Neighborhoods and sub-areas

Golden Ghetto 
The Golden Ghetto is bounded on the north by Warren Park and Pratt Avenue and on the south by Peterson Avenue. It acquired its name from the thriving Jewish community there from about 1930 to the mid-1970s. The Jewish community peaked at over 47,000 in the 1960s. That community began to drift into the suburbs in the 1960s, and the neighborhood began to be home to South Asians and Russian Jews from about that time.

The heyday of the area is the topic of Adam Langer's Crossing California, told from the perspective of the second-generation residents during their middle school and teenage years. There has been a recent resurgence in Jewish residents, up from a nadir of 20,000 to around 25,000 in the late 2010s, due to increased Orthodox residents.

Rogers Park Manor Bungalow Historic District
The Rogers Park Manor Bungalow Historic District is a residential historic district in the West Ridge neighborhood of Chicago, Illinois. The district includes 329 buildings, 247 of which are Chicago bungalows built in the 1920s. The district was added to the National Register of Historic Places on November 15, 2005.

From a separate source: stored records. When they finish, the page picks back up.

use axum_helpers::server::{create_production_app, health_router};
use core_config::tracing::{init_tracing, install_color_eyre};
use tracing::info;

mod api;
mod config;
mod openapi;
mod state;

use config::Config;
use state::AppState;

#[tokio::main]
async fn main() -> eyre::Result<()> {
    // Before any fallible work so startup errors are rendered too
    install_color_eyre();

    let config = Config::from_env()?;
    init_tracing(&config.environment);

    let db = database::postgres::connect_from_config_with_retry(config.database.clone(), None)
        .await
        .map_err(|e| eyre::eyre!("PostgreSQL connection failed: {}", e))?;

    if config.run_migrations {
        database::postgres::run_migrations::<migration::Migrator>(&db, config.app.name)
            .await
            .map_err(|e| eyre::eyre!("Migrations failed: {}", e))?;
    }

    let state = AppState { config, db };

    let router = axum_helpers::create_router::<openapi::ApiDoc>(api::routes(&state));

    // /health: liveness with app name/version, /ready: database ping
    let app = router
        .merge(health_router(state.config.app))
        .merge(api::ready_router(state.clone()));

    info!(
        app = state.config.app.name,
        version = state.config.app.version,
        "Starting usuarios API"
    );

    let server_config = state.config.server.clone();
    create_production_app(app, &server_config, async move {
        info!("Shutting down: closing database connections");
        match state.db.close().await {
            Ok(_) => info!("PostgreSQL connection closed"),
            Err(e) => tracing::error!(error = %e, "Error closing PostgreSQL"),
        }
    })
    .await
    .map_err(|e| eyre::eyre!("Server error: {}", e))?;

    info!("Usuarios API shutdown complete");
    Ok(())
}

Talman West Ridge Bungalow Historic District
The Talman West Ridge Bungalow Historic District is a residential historic district in the West Ridge neighborhood of Chicago, Illinois. 181 of the district's 272 buildings are either brick Chicago bungalows or older stucco bungalows built from 1919 to 1930.

Schools

Public schools

Chicago Public Schools operates public schools.
 Clinton Elementary School
 Jamieson Elementary School
 Daniel Boone Elementary School
 Stephen Decatur Classical School
 George Armstrong Elementary School
 Philip Rogers Elementary School
Stone Scholastic Academy
 West Ridge Elementary School
Stephen Tyng Mather High School

Private schools

 ABC Academy
 Bais Yaakov High School
 Bethesda Evangelical Lutheran School
 Bnos Rabbeinu High School
 Cheder Lubavitch Girls Elementary / High School
 Hanna Sacks Bais Yaakov High School
 Joan Dachs Bais Yaakov / Tiferes Tzvi Elementary School
 Keshet High School
 Lubavitch Mesivta of Chicago
 Native American Educational Services College
 Victor C. Neumann School
 Sofer Nathan's Vocational College
 St. Hilary Elementary School
 St. Margaret Mary School
 St. Philips Evangelical Lutheran School
 Tzemach Tzedek Elementary School (Opened 2002)
 Yeshivas Brisk / Brisk Rabbinical College
 Yeshiva Migdal Torah School
 Yeshiva Ohr Boruch-Veitzener Cheder

Politics
West Ridge has supported the Democratic Party in the past three presidential elections,  In the 2016 presidential election, West Ridge cast 16,712 votes for Hillary Clinton and cast 4,772 votes for Donald Trump. In the 2012 presidential election, West Ridge cast 14,446 votes for Barack Obama and cast 5,345 votes for Mitt Romney.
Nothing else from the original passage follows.